Indonesia’s President Joko Widodo unveiled plans this week for a “big bang” loosening of restrictions on foreign investment covering nearly 50 sectors of the economy – including the logistics sector – in order to stimulate economic expansion to reach a 7.0 per cent year-on-year gross domestic product (GDP) growth rate by 2019.
The changes to Indonesia’s Negative Investment List (Dafter Negatif Investasi) – the document that stipulates to what extent foreign investors can own businesses in Indonesia – will impact the air cargo supply chain sector in the areas of Transport Supporting Services which will rise to a permitted 67 per cent foreign ownership (from 49 per cent), Warehouse Distributor up to 67 per cent (from 33 per cent), and Cold Storage which moves to 100 per cent (from 33 per cent).
Zaldy Ilham Masita, chairman of the Indonesian Logistics Association, was quoted by the Indonesia Investments online publication as welcoming the government’s plan to open up room for foreign investment in the nation’s logistics sector. This he said, will help to curtail logistics costs, hence improving domestic competitiveness. Given Indonesia has entered the era of the ASEAN Economic Community, it is important to improve the country’s competitiveness.

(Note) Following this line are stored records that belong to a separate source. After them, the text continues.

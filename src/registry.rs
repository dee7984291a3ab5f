use std::sync::Arc;

use crate::distance::DistanceFunction;
use crate::error::{Error, Result};
use crate::generator::{
    CartesianGridGenerator, LatinHypercubeGenerator, ParameterGenerator, RandomGenerator,
};

/// Builds a generator, optionally seeded.
pub type GeneratorFactory = fn(Option<u64>) -> Arc<dyn ParameterGenerator>;

/// Lookup tables for the named pieces of a sampling run.
///
/// A registry is built once (usually via [`Registry::standard`]) and passed by
/// reference wherever names have to be resolved: parsing range files,
/// decoding descriptors, applying a [`SamplingConfig`](crate::SamplingConfig).
#[derive(Clone)]
pub struct Registry {
    distances: Vec<DistanceFunction>,
    generators: Vec<(String, GeneratorFactory)>,
}

impl Registry {
    /// An empty registry.
    #[must_use]
    pub fn empty() -> Self {
        Self {
            distances: Vec::new(),
            generators: Vec::new(),
        }
    }

    /// Every built-in distance function and the three built-in generators.
    #[must_use]
    pub fn standard() -> Self {
        Self {
            distances: DistanceFunction::ALL.to_vec(),
            generators: vec![
                (RandomGenerator::NAME.to_owned(), random_factory as GeneratorFactory),
                (LatinHypercubeGenerator::NAME.to_owned(), latin_hypercube_factory),
                (CartesianGridGenerator::NAME.to_owned(), grid_factory),
            ],
        }
    }

    /// Register a distance function. Re-registering is a no-op.
    #[must_use]
    pub fn with_distance(mut self, function: DistanceFunction) -> Self {
        if !self.distances.contains(&function) {
            self.distances.push(function);
        }
        self
    }

    /// Register (or replace) a generator under `name`.
    #[must_use]
    pub fn with_generator(mut self, name: impl Into<String>, factory: GeneratorFactory) -> Self {
        let name = name.into();
        self.generators.retain(|(n, _)| *n != name);
        self.generators.push((name, factory));
        self
    }

    /// Resolve a distance function by short name.
    ///
    /// # Errors
    ///
    /// Returns `Error::UnknownDistanceFunction` if no registered function has that name.
    pub fn distance(&self, short_name: &str) -> Result<DistanceFunction> {
        self.distances
            .iter()
            .copied()
            .find(|f| f.short_name() == short_name)
            .ok_or_else(|| Error::UnknownDistanceFunction(short_name.to_owned()))
    }

    /// Registered distance functions, in registration order.
    #[must_use]
    pub fn distances(&self) -> &[DistanceFunction] {
        &self.distances
    }

    /// Registered generator names, in registration order.
    pub fn generator_names(&self) -> impl Iterator<Item = &str> {
        self.generators.iter().map(|(name, _)| name.as_str())
    }

    /// Build the generator registered under `name`.
    ///
    /// # Errors
    ///
    /// Returns `Error::UnknownGenerator` if nothing is registered under `name`.
    pub fn generator(&self, name: &str, seed: Option<u64>) -> Result<Arc<dyn ParameterGenerator>> {
        self.generators
            .iter()
            .find(|(n, _)| n == name)
            .map(|(_, factory)| factory(seed))
            .ok_or_else(|| Error::UnknownGenerator(name.to_owned()))
    }
}

impl Default for Registry {
    fn default() -> Self {
        Self::standard()
    }
}

fn random_factory(seed: Option<u64>) -> Arc<dyn ParameterGenerator> {
    Arc::new(seed.map_or_else(RandomGenerator::new, RandomGenerator::with_seed))
}

fn latin_hypercube_factory(seed: Option<u64>) -> Arc<dyn ParameterGenerator> {
    Arc::new(seed.map_or_else(LatinHypercubeGenerator::new, LatinHypercubeGenerator::with_seed))
}

fn grid_factory(_seed: Option<u64>) -> Arc<dyn ParameterGenerator> {
    Arc::new(CartesianGridGenerator::new())
}

#[cfg(test)]
mod tests {
    use super::*;

    #[test]
    fn standard_registry_resolves_names() {
        let registry = Registry::standard();
        assert_eq!(registry.distance("js").ok(), Some(DistanceFunction::JensenShannon));
        assert!(matches!(
            registry.distance("bogus"),
            Err(Error::UnknownDistanceFunction(name)) if name == "bogus"
        ));
        let names: Vec<&str> = registry.generator_names().collect();
        assert_eq!(names, ["Random", "Latin Hypercube", "Cartesian Grid"]);
        for name in names {
            let generator = registry.generator(name, Some(1)).unwrap();
            assert_eq!(generator.name(), name);
        }
        assert!(matches!(
            registry.generator("Sobol", None),
            Err(Error::UnknownGenerator(_))
        ));
    }

    #[test]
    fn empty_registry_knows_nothing() {
        let registry = Registry::empty().with_distance(DistanceFunction::L2);
        assert!(registry.distance("l1").is_err());
        assert!(registry.distance("l2").is_ok());
        assert_eq!(registry.generator_names().count(), 0);
    }
}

In its 2014 Logistics Performance Index (LPI), the World Bank ranked Indonesia in 54th position with a score of 3.08, ahead of fellow ASEAN member the Philippines at 57th, but far below those such as Singapore, Malaysia and Thailand that ranked 5th, 25th and 35th, respectively.
Another key area being opened up to foreign ownership is the e-commerce sector. For foreign investors Indonesia’s e-commerce sector is an attractive market, with the Indonesian E-commerce Association (idEA) estimating that the number of online shoppers in Indonesia could reach 10 million this year as the country’s middle class continues to grow. The e-commerce business is projected to rake in Rp 20 trillion (US$1.49 billion) this year, double from last year’s estimated Rp 10 trillion.
Southeast Asia’s largest economy has been growing at its slowest pace in six years because of falling commodity prices and slowing growth in the economy of its major trading partner China. But Widodo told Reuters in an interview he was very optimistic that growth would rebound to 5.3 per cent this year after a slide to 4.8 per cent in 2015. “There are 49 sub-sectors [that will be affected] so in my opinion this is the big bang,” the President said in reference to the liberatlisation.
The country’s trade minister, Thomas Lembong, told Reuters that the sweeping changes planned for the so-called ‘Negative Investment List” signaled a greater openness to foreign investment and would go some way in preparing the country for free trade agreements, including the ASEAN Economic Community and eventually, the Trans-Pacific Partnership (TPP).
Widodo’s rise from businessman to president of the world’s third-largest democracy — and the first to come from outside the political or military establishment — was widely seen in 2014 as a watershed moment for Indonesia. The president said there were two prongs to his growth strategy: Deregulation to create competition, efficiency and better services, and infrastructure development. But since his election he has faced a lumbering bureacuracy, corruption and obstruction by vested interests keen on maintaining the status quo.